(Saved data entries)
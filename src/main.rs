#![deny(clippy::all)]
#![warn(clippy::pedantic)]
#![allow(clippy::module_name_repetitions)]

//! # tunlink
//!
//! Keeps an agent's tunnel to a bridge server alive and explains it when it
//! is not.
//!
//! ## Subcommands
//!
//! - `tunlink run [--config <path>]`: connect to the bridge, recover from
//!   disconnects, and serve the status API until SIGINT/SIGTERM
//! - `tunlink diagnose --host <h> [--port <p>] [--token <t>]`: run the
//!   diagnostic suite once and print a report
//!
//! ## Architecture
//!
//! ```text
//! main.rs          entry point, clap subcommands, graceful shutdown
//! config.rs        TOML + env-var configuration
//! auth.rs          Bearer key middleware, constant-time comparison
//! state.rs         connection state machine and event history
//! reconnect.rs     backoff policy and reconnection cycles
//! heartbeat.rs     ping/pong liveness
//! errors.rs        error taxonomy and categorization
//! recovery/        strategies and the recovery orchestrator
//! metrics/         history, quality estimation, exporters
//! diagnostics/     probe, test runner, report generator
//! tunnel/          WebSocket transport, outbound queue, client loop
//! routes/          status API handlers
//! ```

use std::process::ExitCode;
use std::sync::Arc;
use std::time::{Duration, Instant};

use clap::{Parser, Subcommand};
use tokio::net::TcpListener;
use tokio_util::sync::CancellationToken;
use tracing::{info, warn};

use tunlink::config::Config;
use tunlink::diagnostics::{run_with_probe, DiagnosticTarget, ReportFormat, WsProbe, DEFAULT_TEST_TIMEOUT};
use tunlink::{routes, tunnel, AppState};

type BoxError = Box<dyn std::error::Error + Send + Sync>;

/// Tunnel connection resilience and diagnostics.
#[derive(Parser)]
#[command(name = "tunlink", version)]
struct Cli {
    #[command(subcommand)]
    command: Commands,
}

#[derive(Subcommand)]
enum Commands {
    /// Run the tunnel agent and the status API.
    Run {
        /// Path to TOML config file.
        #[arg(long)]
        config: Option<String>,
    },
    /// Diagnose connectivity to a bridge and print a report.
    Diagnose {
        #[arg(long)]
        host: String,
        #[arg(long, default_value_t = 443)]
        port: u16,
        /// Bearer token. Falls back to `TUNLINK_TOKEN`.
        #[arg(long)]
        token: Option<String>,
        /// Per-test timeout in seconds (default 10).
        #[arg(long)]
        timeout_secs: Option<u64>,
        /// `text`, `json` or `markdown`.
        #[arg(long, default_value = "text")]
        format: String,
        /// Tunnel endpoint path on the bridge.
        #[arg(long, default_value = "/tunnel")]
        path: String,
        /// Use `ws://` instead of `wss://`.
        #[arg(long)]
        plain: bool,
    },
}

#[tokio::main]
async fn main() -> ExitCode {
    let cli = Cli::parse();

    let result = match cli.command {
        Commands::Run { config } => run_agent(config.as_deref()).await,
        Commands::Diagnose {
            host,
            port,
            token,
            timeout_secs,
            format,
            path,
            plain,
        } => {
            let token = token
                .or_else(|| std::env::var("TUNLINK_TOKEN").ok())
                .unwrap_or_default();
            let target = DiagnosticTarget { host, port, token };
            let timeout = timeout_secs.map_or(DEFAULT_TEST_TIMEOUT, Duration::from_secs);
            diagnose(&target, WsProbe::new(!plain, path), timeout, &format).await
        }
    };

    match result {
        Ok(code) => code,
        Err(e) => {
            eprintln!("tunlink: {e}");
            ExitCode::FAILURE
        }
    }
}

async fn run_agent(config_path: Option<&str>) -> Result<ExitCode, BoxError> {
    let config = Config::load(config_path)?;

    // Initialize tracing
    let log_filter = std::env::var("RUST_LOG").unwrap_or_else(|_| config.logging.level.clone());
    tracing_subscriber::fmt().with_env_filter(log_filter).init();

    info!("tunlink v{} starting", env!("CARGO_PKG_VERSION"));
    if config.server.api_key.is_none() {
        warn!("No API key configured, status API is unauthenticated. Set TUNLINK_API_KEY to protect it");
    }

    let (tunnel, client) = tunnel::build(&config)?;
    let endpoint = config.endpoint()?;
    let state = AppState {
        probe: Arc::new(WsProbe::new(endpoint.tls, endpoint.path)),
        config: Arc::new(config),
        start_time: Instant::now(),
        tunnel: tunnel.clone(),
    };

    let listener = TcpListener::bind(&state.config.server.listen).await?;
    info!("Status API listening on {}", state.config.server.listen);

    let client_task = tokio::spawn(client.run());
    let app = routes::router(state);
    axum::serve(listener, app)
        .with_graceful_shutdown(shutdown_signal())
        .await?;

    info!("Shutting down...");
    tunnel.orchestrator().close("agent shutdown").await;
    match client_task.await {
        Ok(status) => info!(?status, "Tunnel client finished"),
        Err(e) => warn!("Tunnel client task failed: {e}"),
    }
    info!("Goodbye");
    Ok(ExitCode::SUCCESS)
}

async fn diagnose(
    target: &DiagnosticTarget,
    probe: WsProbe,
    timeout: Duration,
    format: &str,
) -> Result<ExitCode, BoxError> {
    let log_filter = std::env::var("RUST_LOG").unwrap_or_else(|_| "warn".to_string());
    tracing_subscriber::fmt()
        .with_env_filter(log_filter)
        .with_writer(std::io::stderr)
        .init();

    let format: ReportFormat = format.parse()?;
    let report = run_with_probe(Arc::new(probe), target, timeout, &CancellationToken::new()).await;
    println!("{}", report.render(format)?);

    Ok(if report.failed == 0 {
        ExitCode::SUCCESS
    } else {
        ExitCode::from(2)
    })
}

async fn shutdown_signal() {
    let ctrl_c = async {
        if let Err(e) = tokio::signal::ctrl_c().await {
            warn!("Failed to listen for SIGINT: {e}");
            std::future::pending::<()>().await;
        }
    };

    #[cfg(unix)]
    let terminate = async {
        match tokio::signal::unix::signal(tokio::signal::unix::SignalKind::terminate()) {
            Ok(mut sigterm) => {
                sigterm.recv().await;
            }
            Err(e) => {
                warn!("Failed to register SIGTERM: {e}");
                std::future::pending::<()>().await;
            }
        }
    };
    #[cfg(not(unix))]
    let terminate = std::future::pending::<()>();

    tokio::select! {
        () = ctrl_c => info!("Received SIGINT"),
        () = terminate => info!("Received SIGTERM"),
    }
}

== YOUR GOAL ==
Scan the data above. Return every line with "terminate" in it.

== ANSWER TO THE PROBLEM ==
    let terminate = async {
        match tokio::signal::unix::signal(tokio::signal::unix::SignalKind::terminate()) {
    let terminate = std::future::pending::<()>();
        () = terminate => info!("Received SIGTERM"),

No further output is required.